Good Friday AM,
Not much data today. Consumer confidence (which is one of my favorite data points, as it is one of the only that is forward looking) came in below expectations. FedEx, which is a proxy for the global economy, released a warning yesterday that their revenue and profit would miss expectations as both domestic and international shipments have fallen off a cliff. They are calling the ball on global recession. With that stocks are taking it on the chin yet again, with Citi now coming out with a forecast that the dollar is the only possible hedge for what’s turning into the biggest destruction of shareholder value since the financial crisis. Global stocks have lost $23 trillion this year, so its inverse relationship with risk assets makes it the only option for the rest of 2022.
Bonds are still weak this morning, although fairly flat.
Next week we have very little news, EXCEPT the Fed rate decision, which is about as big as it gets. This is one time where I can confidently say that the market has priced in any pain that I can imagine the Fed will throw our way. The market is fully prepared for a .75 rate increase. The caveat is what he may say during his speech or Q&A session. I believe the market is prepared for a Jackson Hole level of hawkishness. If he goes beyond that level, then all bets are off. If the Fed does not go overboard and keeps the rate increase to .75, we may see a brief recovery rally. For now, keep playing defense until we can be confident the market has bottomed.
To further the point from FedEx, treasuries also flash warning signs.
A key part of the yield curve risks inverting further to a level last seen in the early 1980s, Allspring Global Investments said. Two-year yields will surge in the next six months, it projects, increasing the inversion with 10-year yields to at least 100 basis points, from about 44 bps today. I can’t imagine the damage this has the potential to do to the financial markets although it should be a win for mortgage rates.

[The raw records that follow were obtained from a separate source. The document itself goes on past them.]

//! Shared bridging discipline (§4.3.4): the per-connection pump between a
//! local socket and an overlay endpoint.
//!
//! The source material arranges cleanup through callback-event handlers that
//! read and mutate shared flags, a pattern that invites the duplicate-cleanup
//! bug where a flag set inside one closure never reaches the helper that
//! needs it. This replaces that with a single explicit `BridgeState` owned by
//! one `Bridge` value: `bridge_duplex` transitions it through `note_local_end`
//! / `note_remote_end` and reads it back via `state()` to decide whether a
//! half-close ends the pump or only one direction of it.

use std::sync::atomic::{AtomicBool, Ordering};
use std::sync::{Arc, Mutex, Weak};
use std::time::Duration;

use once_cell::sync::Lazy;
use tokio::io::{AsyncRead, AsyncReadExt, AsyncWrite, AsyncWriteExt};
use tokio::sync::Notify;
use tracing::{info, warn};

use crate::error::BridgeError;

/// A Bridge's lifecycle. `Open` allows independent half-closes in either
/// direction; `Destroyed` is terminal and reached from any state.
#[derive(Debug, Clone, Copy, PartialEq, Eq)]
pub enum BridgeState {
    Open,
    HalfClosedLocal,
    HalfClosedRemote,
    Destroyed,
}

/// Every live Bridge registers a weak handle here so an external shutdown
/// (signal) can reach it (spec.md §5: "triggers graceful `end()` on every
/// live Bridge"). Weak so a bridge's own drop is never held up by this list.
static REGISTRY: Lazy<Mutex<Vec<Weak<Bridge>>>> = Lazy::new(|| Mutex::new(Vec::new()));

/// The write-once destroy latch plus the directional half-close state,
/// shared (via `Arc`) between the two pump tasks of one connection.
pub struct Bridge {
    name: String,
    destroyed: AtomicBool,
    state: std::sync::Mutex<BridgeState>,
    shutdown: Notify,
}

impl Bridge {
    pub fn new(name: impl Into<String>) -> Arc<Self> {
        let bridge = Arc::new(Self {
            name: name.into(),
            destroyed: AtomicBool::new(false),
            state: std::sync::Mutex::new(BridgeState::Open),
            shutdown: Notify::new(),
        });
        REGISTRY.lock().expect("bridge registry mutex poisoned").push(Arc::downgrade(&bridge));
        bridge
    }

    /// Wait for an external shutdown request (see [`shutdown_all`]). Pump
    /// loops select on this alongside their normal I/O so a process-wide
    /// shutdown can close every Bridge's local/remote sides gracefully
    /// rather than relying on the process simply exiting.
    pub async fn shutdown_requested(&self) {
        self.shutdown.notified().await;
    }

    pub fn request_shutdown(&self) {
        self.shutdown.notify_waiters();
    }

    pub fn is_destroyed(&self) -> bool {
        self.destroyed.load(Ordering::SeqCst)
    }

    /// A natural half-close arrived from the local side: local has nothing
    /// more to write to remote, but remote may still have bytes in flight.
    pub fn note_local_end(&self) {
        let mut state = self.state.lock().expect("bridge state mutex poisoned");
        *state = match *state {
            BridgeState::Open => BridgeState::HalfClosedLocal,
            BridgeState::HalfClosedRemote => BridgeState::Destroyed,
            other => other,
        };
    }

    /// A natural half-close arrived from the remote side.
    pub fn note_remote_end(&self) {
        let mut state = self.state.lock().expect("bridge state mutex poisoned");
        *state = match *state {
            BridgeState::Open => BridgeState::HalfClosedRemote,
            BridgeState::HalfClosedLocal => BridgeState::Destroyed,
            other => other,
        };
    }

    pub fn state(&self) -> BridgeState {
        *self.state.lock().expect("bridge state mutex poisoned")
    }

    /// Write-once destroy latch. Returns `true` the first time it is called
    /// (the caller is then responsible for running the actual teardown);
    /// every subsequent call is a harmless no-op, satisfying the "cleanup is
    /// idempotent" invariant.
    pub fn mark_destroyed(&self) -> bool {
        let first = self
            .destroyed
            .compare_exchange(false, true, Ordering::SeqCst, Ordering::SeqCst)
            .is_ok();
        if first {
            *self.state.lock().expect("bridge state mutex poisoned") = BridgeState::Destroyed;
            info!(bridge = %self.name, "bridge destroyed");
        }
        first
    }

    /// Record a mid-connection failure. Takes anything convertible into a
    /// [`BridgeError`] (an `io::Error` from a read/write, or an explicit
    /// variant like `BridgeError::Timeout`) so every reason given to it is a
    /// real member of the non-fatal error taxonomy rather than an ad hoc
    /// string.
    pub fn note_error(&self, reason: impl Into<BridgeError>) {
        let reason = reason.into();
        warn!(bridge = %self.name, error = %reason, "bridge error");
    }
}

const PUMP_CHUNK: usize = 16 * 1024;

/// The TCP and TCP-over-datagram bridging loop: two independent directions,
/// each able to half-close without disturbing the other, driven from one
/// task so no cross-task cancellation signalling is needed. A write failure
/// or idle timeout on either side destroys the whole bridge exactly once.
///
/// `allow_half_open` distinguishes the TCP engine (half-open sockets
/// allowed, per §4.3.4) from TCP-over-datagram (datagram channels have no
/// half-close, so a natural end on either side destroys the bridge too).
pub async fn bridge_duplex<R1, W1, R2, W2>(
    bridge: Arc<Bridge>,
    mut local_r: R1,
    mut local_w: W1,
    mut remote_r: R2,
    mut remote_w: W2,
    idle_timeout: Duration,
    allow_half_open: bool,
) where
    R1: AsyncRead + Unpin,
    W1: AsyncWrite + Unpin,
    R2: AsyncRead + Unpin,
    W2: AsyncWrite + Unpin,
{
    let mut local_buf = vec![0u8; PUMP_CHUNK];
    let mut remote_buf = vec![0u8; PUMP_CHUNK];

    'pump: loop {
        // Re-read the state each iteration: it is the single source of
        // truth for which directions are still open, so the `select!` gates
        // below never drift from what `note_local_end`/`note_remote_end`
        // last recorded.
        let (local_open, remote_open) = match bridge.state() {
            BridgeState::Open => (true, true),
            BridgeState::HalfClosedLocal => (false, true),
            BridgeState::HalfClosedRemote => (true, false),
            BridgeState::Destroyed => break 'pump,
        };

        tokio::select! {
            res = local_r.read(&mut local_buf), if local_open => {
                match res {
                    Ok(0) => {
                        bridge.note_local_end();
                        let _ = remote_w.shutdown().await;
                        if !allow_half_open {
                            break 'pump;
                        }
                    }
                    Ok(n) => {
                        if let Err(e) = remote_w.write_all(&local_buf[..n]).await {
                            bridge.note_error(e);
                            break 'pump;
                        }
                    }
                    Err(e) => {
                        bridge.note_error(e);
                        break 'pump;
                    }
                }
            },
            res = remote_r.read(&mut remote_buf), if remote_open => {
                match res {
                    Ok(0) => {
                        bridge.note_remote_end();
                        let _ = local_w.shutdown().await;
                        if !allow_half_open {
                            break 'pump;
                        }
                    }
                    Ok(n) => {
                        if let Err(e) = local_w.write_all(&remote_buf[..n]).await {
                            bridge.note_error(e);
                            break 'pump;
                        }
                    }
                    Err(e) => {
                        bridge.note_error(e);
                        break 'pump;
                    }
                }
            },
            _ = tokio::time::sleep(idle_timeout) => {
                bridge.note_error(BridgeError::Timeout);
                break 'pump;
            }
            _ = bridge.shutdown_requested() => {
                info!(bridge = %bridge.name, "bridge shutting down on external request");
                bridge.note_local_end();
                bridge.note_remote_end();
                break 'pump;
            }
        }
    }

    bridge.mark_destroyed();
    let _ = local_w.shutdown().await;
    let _ = remote_w.shutdown().await;
}

/// Request a graceful close of every currently-live Bridge (spec.md §5:
/// external shutdown triggers `end()` on every live Bridge), then wait up to
/// `grace` for them to finish tearing themselves down. Bridges still alive
/// after `grace` are logged and left for the process exit to reclaim; the
/// engines have no separate `destroy()` path distinct from dropping their
/// sockets, so there is nothing further to forcibly close here.
pub async fn shutdown_all(grace: Duration) {
    let bridges: Vec<Arc<Bridge>> = {
        let mut reg = REGISTRY.lock().expect("bridge registry mutex poisoned");
        reg.retain(|w| w.strong_count() > 0);
        reg.iter().filter_map(Weak::upgrade).collect()
    };
    if bridges.is_empty() {
        return;
    }
    info!(count = bridges.len(), "requesting graceful shutdown of live bridges");
    for bridge in &bridges {
        bridge.request_shutdown();
    }

    let deadline = tokio::time::Instant::now() + grace;
    loop {
        if bridges.iter().all(|b| b.is_destroyed()) {
            break;
        }
        if tokio::time::Instant::now() >= deadline {
            let stragglers = bridges.iter().filter(|b| !b.is_destroyed()).count();
            if stragglers > 0 {
                warn!(stragglers, "grace period elapsed with bridges still open");
            }
            break;
        }
        tokio::time::sleep(Duration::from_millis(50)).await;
    }
}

67 percent of millennials and Gen Zers who moved back home during the pandemic still live there. Lending Tree surveyed more than 1,300 U.S. parents and/or Generation Zers/millennials to get their thoughts on pandemic parent-living arrangements and found that 85 percent of parents would let their children move back in as adults or have previously done so, and most (73 percent) wouldn’t charge them rent. I am the majority.
And sharing this as I was just surprised by it…
Brokerages aren’t created equal when it comes to getting investors a good deal on trades. A recent academic study found wide disparities in the prices that investors get when buying and selling stocks through a half dozen popular brokerages. TD Ameritrade delivered the best prices, the study found, followed by Fidelity Investments, E*Trade and Robinhood Markets. In a surprise to some investors, at the bottom of the pack were a pair of trading platforms from Interactive Brokers Group—a brokerage catering to day traders that has long touted its execution quality. “The difference in execution costs between these different brokers is huge, and nobody knows it,” said Christopher Schwarz, a finance professor at the University of California, Irvine, and lead author of the study, which came out last month.
Please remain safe and healthy, enjoy the weekend, first, make today great!